初井言榮

(はついことえ)
女優・声優。同じく俳優と声優を務める山野史人の妻。

東宝株式会社の児童劇団「東童」や、東京都港区に本拠を構える「劇団俳優座」などへの所属を経て、1954年、山岡久乃らとともに「劇団青年座」を結成。以後、実年齢以上のオールドミス役・老け役・中年役を演じることが多く、鈴木光枝・北林谷栄とともに「新劇界の三大婆さん女優」と称されるようになる。1970年代に入ると「ライオン奥様劇場」の「嫁姑」などにおいて市毛良枝とのコンビで出演することが多くなり、「姑役女優」と呼ばれてさらに親しまれた。そのほか、声優としても海外作品の吹き替えやアニメーション作品などで活躍した。

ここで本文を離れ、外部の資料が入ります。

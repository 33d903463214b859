// src/services/salary_service.rs

use chrono::{DateTime, Datelike, Duration, FixedOffset, NaiveDate, NaiveTime, Utc};
use rust_decimal::Decimal;
use sqlx::{Acquire, Executor, PgConnection, Postgres};
use uuid::Uuid;

use crate::{
    common::{
        error::AppError,
        money::{amount_too_large, ensure_within_limit, round_money},
        response::{Paginated, PaginationQuery},
    },
    db::{salary_repo::SalaryShare, SalaryRepository},
    models::{
        auth::User,
        orders::OrderMaster,
        salaries::{Bonus, CreateBonusPayload, Salary, WeeklyRecalculation, WeeklySalaryTotal},
    },
};

// ---
// Regras puras
// ---

/// Parte do master: total × percentual / 100, em 2 casas.
pub fn salary_share(order_total: Decimal, percentage: Decimal) -> Result<Decimal, AppError> {
    order_total
        .checked_mul(percentage)
        .map(|v| round_money(v / Decimal::ONE_HUNDRED))
        .ok_or_else(|| amount_too_large("amount"))
}

/// Segunda-feira da semana que contém `date`.
pub fn week_start(date: NaiveDate) -> NaiveDate {
    date - Duration::days(i64::from(date.weekday().num_days_from_monday()))
}

pub fn current_week_start(offset: FixedOffset, now: DateTime<Utc>) -> NaiveDate {
    week_start(now.with_timezone(&offset).date_naive())
}

/// Meia-noite local de `date` expressa em UTC.
pub fn local_midnight_utc(date: NaiveDate, offset: FixedOffset) -> DateTime<Utc> {
    let local = date.and_time(NaiveTime::MIN);
    let utc = local - Duration::seconds(i64::from(offset.local_minus_utc()));
    DateTime::from_naive_utc_and_offset(utc, Utc)
}

/// Intervalo [segunda 00:00, próxima segunda 00:00) no fuso da oficina.
pub fn week_bounds_utc(week_start: NaiveDate, offset: FixedOffset) -> (DateTime<Utc>, DateTime<Utc>) {
    let from = local_midnight_utc(week_start, offset);
    (from, from + Duration::days(7))
}

pub fn shares_for_order(order_total: Decimal, masters: &[OrderMaster]) -> Result<Vec<SalaryShare>, AppError> {
    masters
        .iter()
        .map(|m| {
            Ok(SalaryShare {
                master_id: m.master_id,
                amount: salary_share(order_total, m.percentage)?,
                percentage: m.percentage,
            })
        })
        .collect()
}

#[derive(Clone)]
pub struct SalaryService {
    repo: SalaryRepository,
    offset: FixedOffset,
}

impl SalaryService {
    pub fn new(repo: SalaryRepository, offset: FixedOffset) -> Self {
        Self { repo, offset }
    }

    pub fn current_week_start(&self) -> NaiveDate {
        current_week_start(self.offset, Utc::now())
    }

    // =========================================================================
    //  SALÁRIO POR PEDIDO (transição para status final)
    // =========================================================================

    /// Grava a parte de cada master. Primeira gravação vence: rodar de novo
    /// para o mesmo pedido não duplica nem altera nada.
    pub async fn record_for_order<'e, E>(
        &self,
        executor: E,
        order_id: Uuid,
        order_total: Decimal,
        masters: &[OrderMaster],
    ) -> Result<u64, AppError>
    where
        E: Executor<'e, Database = Postgres>,
    {
        let shares = shares_for_order(order_total, masters)?;
        let inserted = self
            .repo
            .insert_salaries(executor, order_id, self.current_week_start(), &shares)
            .await?;

        if inserted > 0 {
            tracing::info!(%order_id, inserted, "💰 Salários do pedido registrados");
        }

        Ok(inserted)
    }

    /// Master só enxerga os próprios lançamentos.
    pub async fn list_salaries(
        &self,
        conn: &mut PgConnection,
        actor: &User,
        master_id: Option<Uuid>,
        week: Option<NaiveDate>,
        pagination: &PaginationQuery,
    ) -> Result<Paginated<Salary>, AppError> {
        let master_id = scoped_master(actor, master_id);
        let (items, total) = self
            .repo
            .list_salaries(conn, master_id, week.map(week_start), pagination.limit(), pagination.offset())
            .await?;

        Ok(Paginated::new(items, pagination, total))
    }

    // =========================================================================
    //  TOTAIS SEMANAIS
    // =========================================================================

    pub async fn list_weekly_totals<'e, E>(
        &self,
        executor: E,
        actor: &User,
        master_id: Option<Uuid>,
        week: Option<NaiveDate>,
    ) -> Result<Vec<WeeklySalaryTotal>, AppError>
    where
        E: Executor<'e, Database = Postgres>,
    {
        self.repo
            .list_weekly_totals(executor, scoped_master(actor, master_id), week.map(week_start))
            .await
    }

    /// Recalcula a semana que contém `any_day`. Sobrescreve os totais, então
    /// repetir converge no mesmo resultado. O lock consultivo só é solto no
    /// commit da transação externa: job e disparo manual (de qualquer
    /// instância) nunca gravam a mesma semana ao mesmo tempo.
    pub async fn recalculate_week<'e, E>(&self, executor: E, any_day: NaiveDate) -> Result<WeeklyRecalculation, AppError>
    where
        E: Executor<'e, Database = Postgres> + Acquire<'e, Database = Postgres>,
    {
        let week = week_start(any_day);
        let (from, to) = week_bounds_utc(week, self.offset);

        let mut tx = executor.begin().await?;
        self.repo.lock_week_recalculation(&mut *tx, week).await?;

        let rows = self.repo.weekly_commissions(&mut *tx, week, from, to).await?;
        for row in &rows {
            self.repo.upsert_weekly_total(&mut *tx, week, row).await?;
        }

        let kept: Vec<Uuid> = rows.iter().map(|r| r.master_id).collect();
        self.repo.delete_stale_weekly_totals(&mut *tx, week, &kept).await?;

        tx.commit().await?;

        tracing::info!(week_start = %week, masters = rows.len(), "📊 Totais semanais recalculados");

        Ok(WeeklyRecalculation { week_start: week, masters_updated: rows.len() })
    }

    // =========================================================================
    //  BÔNUS
    // =========================================================================

    pub async fn create_bonus<'e, E>(
        &self,
        executor: E,
        actor: &User,
        payload: &CreateBonusPayload,
    ) -> Result<Bonus, AppError>
    where
        E: Executor<'e, Database = Postgres> + Acquire<'e, Database = Postgres>,
    {
        if payload.amount.is_zero() {
            return Err(AppError::InvalidInput("Сумма бонуса не может быть нулевой".into()));
        }
        ensure_within_limit(payload.amount, "amount")?;

        let week = payload.week_start.map(week_start).unwrap_or_else(|| self.current_week_start());

        let mut tx = executor.begin().await?;
        let id = self
            .repo
            .create_bonus(&mut *tx, payload.master_id, round_money(payload.amount), payload.reason.trim(), week, actor.id)
            .await?;
        let bonus = self
            .repo
            .find_bonus(&mut *tx, id)
            .await?
            .ok_or_else(|| AppError::ResourceNotFound("Бонус".into()))?;
        tx.commit().await?;

        Ok(bonus)
    }

    pub async fn list_bonuses<'e, E>(
        &self,
        executor: E,
        actor: &User,
        master_id: Option<Uuid>,
        week: Option<NaiveDate>,
    ) -> Result<Vec<Bonus>, AppError>
    where
        E: Executor<'e, Database = Postgres>,
    {
        self.repo
            .list_bonuses(executor, scoped_master(actor, master_id), week.map(week_start))
            .await
    }

    pub async fn delete_bonus<'e, E>(&self, executor: E, id: Uuid) -> Result<(), AppError>
    where
        E: Executor<'e, Database = Postgres>,
    {
        self.repo.delete_bonus(executor, id).await
    }
}

/// Filtro de master efetivo: para um master, sempre ele mesmo.
fn scoped_master(actor: &User, requested: Option<Uuid>) -> Option<Uuid> {
    if actor.role.is_management() {
        requested
    } else {
        Some(actor.id)
    }
}

#[cfg(test)]
mod tests {
    use super::*;
    use crate::common::test_support::{create_user, order_service, rls_tx, salary_service};
    use crate::models::{
        auth::UserRole,
        orders::{CreateOrderPayload, MasterShare, OrderStatus, ServiceLine},
    };
    use chrono::TimeZone;
    use sqlx::PgPool;

    fn d(s: &str) -> Decimal {
        s.parse().unwrap()
    }

    fn master(id: Uuid, pct: &str) -> OrderMaster {
        OrderMaster { order_id: Uuid::nil(), master_id: id, master_name: "Мастер".into(), percentage: d(pct) }
    }

    fn user(role: UserRole) -> User {
        User {
            id: Uuid::new_v4(),
            full_name: "Тест".into(),
            email: Some("t@example.com".into()),
            phone: None,
            password_hash: None,
            role,
            is_active: true,
            created_at: Utc::now(),
            updated_at: Utc::now(),
        }
    }

    #[test]
    fn shares_split_total_by_percentage() {
        let (m1, m2) = (Uuid::new_v4(), Uuid::new_v4());
        let shares = shares_for_order(d("1000"), &[master(m1, "60"), master(m2, "40")]).unwrap();

        assert_eq!(shares.len(), 2);
        assert_eq!(shares[0].amount, d("600.00"));
        assert_eq!(shares[1].amount, d("400.00"));
        assert_eq!(shares[0].master_id, m1);
    }

    #[test]
    fn share_is_rounded_to_cents() {
        assert_eq!(salary_share(d("1000.00"), d("33.33")).unwrap(), d("333.30"));
        assert_eq!(salary_share(d("999.99"), d("33.33")).unwrap(), d("333.30"));
        assert_eq!(salary_share(d("10.01"), d("50")).unwrap(), d("5.01"));
    }

    #[test]
    fn overflowing_share_is_an_error() {
        assert!(matches!(salary_share(Decimal::MAX, d("60")), Err(AppError::InvalidInput(_))));
    }

    #[test]
    fn week_starts_on_monday() {
        let monday = NaiveDate::from_ymd_opt(2025, 3, 3).unwrap();
        for offset in 0..7 {
            assert_eq!(week_start(monday + Duration::days(offset)), monday);
        }
        assert_eq!(week_start(monday - Duration::days(1)), monday - Duration::days(7));
    }

    #[test]
    fn business_offset_moves_late_sunday_into_next_week() {
        // Domingo 22:30 UTC = segunda 01:30 em UTC+3
        let now = Utc.with_ymd_and_hms(2025, 3, 9, 22, 30, 0).unwrap();
        let msk = FixedOffset::east_opt(3 * 3600).unwrap();

        assert_eq!(current_week_start(msk, now), NaiveDate::from_ymd_opt(2025, 3, 10).unwrap());
        assert_eq!(
            current_week_start(FixedOffset::east_opt(0).unwrap(), now),
            NaiveDate::from_ymd_opt(2025, 3, 3).unwrap()
        );
    }

    #[test]
    fn week_bounds_are_local_midnights() {
        let msk = FixedOffset::east_opt(3 * 3600).unwrap();
        let (from, to) = week_bounds_utc(NaiveDate::from_ymd_opt(2025, 3, 3).unwrap(), msk);

        assert_eq!(from, Utc.with_ymd_and_hms(2025, 3, 2, 21, 0, 0).unwrap());
        assert_eq!(to - from, Duration::days(7));
    }

    #[test]
    fn masters_are_always_scoped_to_themselves() {
        let m = user(UserRole::Master);
        let other = Uuid::new_v4();
        assert_eq!(scoped_master(&m, Some(other)), Some(m.id));
        assert_eq!(scoped_master(&m, None), Some(m.id));

        let admin = user(UserRole::Admin);
        assert_eq!(scoped_master(&admin, Some(other)), Some(other));
        assert_eq!(scoped_master(&admin, None), None);
    }

    // --- Contra o Postgres ---

    const TRY_WEEK_LOCK: &str = "SELECT pg_try_advisory_xact_lock(hashtext('weekly_salary_totals'), ($1::date - DATE '2000-01-03')::int)";

    async fn week_lock_is_free(pool: &PgPool, week: NaiveDate) -> bool {
        let mut tx = pool.begin().await.unwrap();
        let acquired: bool = sqlx::query_scalar(TRY_WEEK_LOCK).bind(week).fetch_one(&mut *tx).await.unwrap();
        tx.rollback().await.unwrap();
        acquired
    }

    #[sqlx::test]
    async fn week_stays_locked_until_the_outer_commit(pool: PgPool) {
        let admin = create_user(&pool, UserRole::Admin).await;
        let service = salary_service();
        let monday = NaiveDate::from_ymd_opt(2025, 3, 3).unwrap();

        let mut tx = rls_tx(&pool, &admin).await;
        service.recalculate_week(&mut *tx, monday + Duration::days(2)).await.unwrap();

        assert!(!week_lock_is_free(&pool, monday).await);
        assert!(week_lock_is_free(&pool, monday + Duration::days(7)).await);

        tx.commit().await.unwrap();
        assert!(week_lock_is_free(&pool, monday).await);
    }

    #[sqlx::test]
    async fn weekly_total_adds_commission_and_bonuses(pool: PgPool) {
        let admin = create_user(&pool, UserRole::Admin).await;
        let master = create_user(&pool, UserRole::Master).await;
        let orders = order_service(&pool);
        let service = salary_service();

        let payload = CreateOrderPayload {
            client_id: None,
            services: vec![ServiceLine {
                service_id: None,
                name: "Замена ГРМ".into(),
                unit_price: d("1000"),
                quantity: 1,
            }],
            parts_cost: Decimal::ZERO,
            notes: None,
            masters: vec![MasterShare { master_id: master.id, percentage: d("100") }],
        };

        let mut tx = rls_tx(&pool, &admin).await;
        let order = orders.create_order(&mut *tx, &admin, &payload).await.unwrap();
        orders.change_status(&mut *tx, &admin, order.order.id, OrderStatus::HandedOver).await.unwrap();

        let bonus = CreateBonusPayload {
            master_id: master.id,
            amount: d("500"),
            reason: "Без переделок за месяц".into(),
            week_start: None,
        };
        service.create_bonus(&mut *tx, &admin, &bonus).await.unwrap();

        let week = service.current_week_start();
        let result = service.recalculate_week(&mut *tx, week).await.unwrap();
        assert_eq!(result.masters_updated, 1);
        tx.commit().await.unwrap();

        // O master lê só a própria linha
        let mut tx = rls_tx(&pool, &master).await;
        let totals = service.list_weekly_totals(&mut *tx, &master, None, Some(week)).await.unwrap();

        assert_eq!(totals.len(), 1);
        assert_eq!(totals[0].commission_amount, d("1000.00"));
        assert_eq!(totals[0].bonuses_amount, d("500.00"));
        assert_eq!(totals[0].total_amount, d("1500.00"));
        assert_eq!(totals[0].orders_count, 1);
    }
}
use sqlx::{PgConnection, Postgres, Transaction};

use crate::common::error::AppError;
use crate::config::AppState;
use crate::middleware::auth::AuthenticatedUser;

/// Papel sem posse das tabelas: só com ele as políticas RLS valem.
pub(crate) const APP_DB_ROLE: &str = "crm_app";

// ---
// Helper RLS: A "Chave" para o Banco de Dados
// ---
/// Abre uma transação, troca para o papel `crm_app` e define as variáveis
/// lidas pelas políticas RLS (`app.user_id`, `app.user_role`). Tudo é local à
/// transação, então o handler faz o commit no final.
pub(crate) async fn begin_rls_transaction(
    app_state: &AppState,
    user: &AuthenticatedUser,
) -> Result<Transaction<'static, Postgres>, AppError> {
    let mut tx = app_state.db_pool.begin().await?;
    set_rls_context(&mut tx, Some(&user.0.id.to_string()), user.0.role.as_str()).await?;
    Ok(tx)
}

/// Variante usada pelos jobs agendados: sem usuário, papel `system`.
pub(crate) async fn begin_system_transaction(
    pool: &sqlx::PgPool,
) -> Result<Transaction<'static, Postgres>, AppError> {
    let mut tx = pool.begin().await?;
    set_rls_context(&mut tx, None, "system").await?;
    Ok(tx)
}

pub(crate) async fn set_rls_context(
    conn: &mut PgConnection,
    user_id: Option<&str>,
    role: &str,
) -> Result<(), AppError> {
    sqlx::query(&format!("SET LOCAL ROLE {APP_DB_ROLE}"))
        .execute(&mut *conn)
        .await?;

    sqlx::query(
        "SELECT set_config('app.user_id', COALESCE($1, ''), true), set_config('app.user_role', $2, true)",
    )
    .bind(user_id)
    .bind(role)
    .execute(&mut *conn)
    .await?;

    Ok(())
}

出演した主な映画には、「ある夜ふたたび」「危険な関係」「星は何でも知っている」「夫婦百景」「影なき声」「港でうまれた男」「素っ裸の年令」「不道徳教育講座」「打倒」「13号待避線よりその護送車を狙え」「俺は銀座の騎兵隊」「波濤を越える渡り鳥」「ろくでなし野郎」「さようならの季節」「愛と死のかたみ」「しろばんば」「いつでも夢を」「十代の河」「成熟する季節」「愛と死をみつめて」「北国の旅情」「絶唱」「赤いグラス」「未亡人ごろしの帝王」「番格ロック」「刑事物語」「不連続殺人事件」「高原に列車が走った」「わが道」「妹」「潮騒」「ブラックボード」「落葉樹」「Let’s豪徳寺!」「潤の街」などがある。

出演したテレビドラマには、「新・平家物語」「獅子の時代」「パンとあこがれ」「特命捜査室」「プレイガール」「キイハンター」「孔雀の道」「おさな妻」「名もなく貧しく美しく」「赤ひげ」「渚より愛をこめて」「いごこち満点」「小さくとも命の花は」「私は逃げない」「私は負けない」「私は泣かない」「女の戦争」「人はそれをスキャンダルという」「秘密のデカちゃん」「私はタフな女」「あんちゃん」「松本清張のゼロの焦点」「セーラー服通り」「アリエスの乙女たち」「西田敏行の泣いてたまるか」「眠れぬ夜の悪魔」「痛快!ロックンロール通り」「新・三婆」「ビートたけし殺人事件」「泣きっ面に姑」などがある。

舞台では、「謀殺 〜 二上山鎮魂 〜」「蠍を飼う女」「第三の証言」など。

声優として吹き替えを担当した海外作品には、「ティファニーで朝食を」「デューン/砂の惑星」「西部戦線異状なし」「大草原の小さな家」「愛と喝采の日々」「ベン・ケーシー」「さらばマンザナール収容所」「ジョーズ’87・復讐篇」「ピクニック 」「私を忘れないで」「ルーズベルト物語」「ポケット一杯の幸福」「警部マクロード」「逃亡者」「エデンの東」「探偵キャノン」などがある。

著書に、「おばちゃんとお母ちゃんとお母さんと母さん」など。

受賞歴に、文化庁芸術祭賞(演劇部門優秀賞)などがある。

東京都新宿区にある病院にて死去。死因は、胃癌であった。61歳。2年ほど前に胃癌のため胃の全摘出手術を受けており、その後は入退院を繰り返す生活が続いていたが、再発のため改めて入院。翌日に息を引き取ったという。